De acordo com Adélia Rossi, amiga da família, Reginaldo estava de plantão na sexta-feira. Ele foi visto com vida pela ultima vez por volta das 18h de sexta. Depois disso, desapareceu. Outros funcionários encontraram apenas o chinelo de Reginaldo perto de um dos tanques de decantação e comunicaram o desaparecimento. O corpo de Reginaldo deve ser sepultado neste domingo.

Familiares dizem que os bombeiros foram chamados somente no sábado, um dia depois do desaparecimento. Em nota, a Cedae disse apenas que “tomará as providências internas necessárias e que a causa da morte será investigada por meio de inquérito policial.”

 Ao EXTRA, Sebastião contou que a Cedae começou as buscas esvaziando o tanque 3 e, no começo da noite deste sábado, quando os bombeiros fariam trabalho de mergulho no tanque 2, o corpo do tio foi encontrado boiando.

De acordo com o sobrinho, a família pensa em acionar a Cedae na Justiça. Isso porque, segundo ele, a empresa não ofereceria segurança suficiente para o trabalho na estação. De acordo com ele, os tanques não têm guarda-corpo, o que contribui para acidentes no local.

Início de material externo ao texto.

use std::fs;
use std::path::{Path, PathBuf};

use anyhow::{anyhow, Context, Result};
use neon_asteroids_core::constants::frames_from_millis;
use neon_asteroids_core::sim::advance_frame;
use neon_asteroids_core::{
    encode_input_byte, AsteroidSize, Game, GameConfig, GameEvents, InputLatch, MemoryScoreStore,
    ScoreStore,
};
use serde::Serialize;

use crate::bots::{create_bot, AutopilotBot};
use crate::config::{DEFAULT_FPS, DEFAULT_MAX_FRAMES};
use crate::store::JsonFileScoreStore;

/// Tallies every event hook the orchestrator raises.
#[derive(Clone, Copy, Debug, Default, PartialEq, Eq, Serialize)]
pub struct CountingEvents {
    pub asteroids_destroyed: u32,
    pub large_destroyed: u32,
    pub medium_destroyed: u32,
    pub small_destroyed: u32,
    pub points_awarded: u32,
    pub ship_hits: u32,
    pub levels_started: u32,
    pub game_overs: u32,
}

impl GameEvents for CountingEvents {
    fn asteroid_destroyed(&mut self, size: AsteroidSize, points: u32) {
        self.asteroids_destroyed += 1;
        match size {
            AsteroidSize::Large => self.large_destroyed += 1,
            AsteroidSize::Medium => self.medium_destroyed += 1,
            AsteroidSize::Small => self.small_destroyed += 1,
        }
        self.points_awarded = self.points_awarded.saturating_add(points);
    }

    fn ship_hit(&mut self, _lives_remaining: u32) {
        self.ship_hits += 1;
    }

    fn game_over(&mut self, _score: u32, _best_score: u32) {
        self.game_overs += 1;
    }

    fn level_started(&mut self, _level: u32) {
        self.levels_started += 1;
    }
}

#[derive(Clone, Debug)]
pub struct RunOptions {
    pub arena: GameConfig,
    pub max_frames: u32,
    pub fps: u32,
    /// Persist the best score here; in-memory when `None`.
    pub best_score_file: Option<PathBuf>,
}

impl Default for RunOptions {
    fn default() -> Self {
        Self {
            arena: GameConfig::default(),
            max_frames: DEFAULT_MAX_FRAMES,
            fps: DEFAULT_FPS,
            best_score_file: None,
        }
    }
}

#[derive(Clone, Debug, Serialize)]
pub struct RunMetrics {
    pub bot_id: String,
    pub seed: u32,
    pub max_frames: u32,
    pub fps: u32,
    pub frame_count: u32,
    pub final_score: u32,
    pub best_score: u32,
    pub final_lives: u32,
    pub final_level: u32,
    pub final_rng_state: u32,
    pub game_over: bool,
    pub events: CountingEvents,
    pub action_frames: u32,
    pub turn_frames: u32,
    pub thrust_frames: u32,
    pub fire_frames: u32,
}

#[derive(Clone, Debug, Serialize)]
pub struct RunArtifact {
    pub metrics: RunMetrics,
    pub inputs: Vec<u8>,
}

pub fn run_bot(bot_id: &str, seed: u32, options: &RunOptions) -> Result<RunArtifact> {
    let mut bot = create_bot(bot_id).ok_or_else(|| anyhow!("unknown bot '{bot_id}'"))?;
    run_bot_instance(bot.as_mut(), seed, options)
}

/// Plays one session from `start()` until game over or `max_frames` ticks.
pub fn run_bot_instance(
    bot: &mut dyn AutopilotBot,
    seed: u32,
    options: &RunOptions,
) -> Result<RunArtifact> {
    if options.max_frames == 0 {
        return Err(anyhow!("max_frames must be > 0"));
    }
    if options.fps == 0 {
        return Err(anyhow!("fps must be > 0"));
    }

    let store: Box<dyn ScoreStore> = match &options.best_score_file {
        Some(path) => Box::new(JsonFileScoreStore::new(path)),
        None => Box::new(MemoryScoreStore::new()),
    };
    let mut game =
        Game::with_collaborators(options.arena, seed, store, CountingEvents::default());
    let mut latch = InputLatch::new();
    let dt = frames_from_millis(1000.0 / options.fps as f64);

    bot.reset(seed);
    game.start();
    tracing::debug!(bot = bot.id(), seed, dt, "run started");

    let mut inputs = Vec::with_capacity(options.max_frames as usize);
    while inputs.len() < options.max_frames as usize && !game.is_game_over() {
        let input = encode_input_byte(bot.next_input(&game.snapshot()));
        inputs.push(input);
        advance_frame(&mut game, &mut latch, input, dt);
    }

    let mut action_frames = 0u32;
    let mut turn_frames = 0u32;
    let mut thrust_frames = 0u32;
    let mut fire_frames = 0u32;
    for byte in &inputs {
        if *byte != 0 {
            action_frames += 1;
        }
        if (*byte & 0x01) != 0 || (*byte & 0x02) != 0 {
            turn_frames += 1;
        }
        if (*byte & 0x04) != 0 {
            thrust_frames += 1;
        }
        if (*byte & 0x08) != 0 {
            fire_frames += 1;
        }
    }

    let result = game.result();
    tracing::debug!(
        bot = bot.id(),
        seed,
        frames = result.frame_count,
        score = result.final_score,
        "run finished"
    );

    Ok(RunArtifact {
        metrics: RunMetrics {
            bot_id: bot.id().to_string(),
            seed,
            max_frames: options.max_frames,
            fps: options.fps,
            frame_count: result.frame_count,
            final_score: result.final_score,
            best_score: result.best_score,
            final_lives: result.final_lives,
            final_level: result.final_level,
            final_rng_state: result.final_rng_state,
            game_over: result.game_over,
            events: *game.events(),
            action_frames,
            turn_frames,
            thrust_frames,
            fire_frames,
        },
        inputs,
    })
}

pub fn write_report(path: &Path, artifact: &RunArtifact) -> Result<()> {
    if let Some(parent) = path.parent() {
        if !parent.as_os_str().is_empty() {
            fs::create_dir_all(parent)
                .with_context(|| format!("failed creating {}", parent.display()))?;
        }
    }
    let encoded = serde_json::to_vec_pretty(artifact).context("failed to serialize run report")?;
    fs::write(path, encoded).with_context(|| format!("failed writing {}", path.display()))
}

Além disso, ele diz que a “Cedae demorou para acionar as autoridades competentes (polícia e bombeiros)”.

 
A falta de segurança no local é o mais revoltante — disse o sobrinho.

O filho de Reginaldo, Ramon Vinícius Silva Pinto, de 29 anos, afirma que a família, após o sepultamento, pretende processar a Cedae, pela falta de segurança no local. — A Cedae tem certa culpa pela falta de segurança do trabalho. O guarda-corpo poderia ter evitado a morte do meu pai — diz.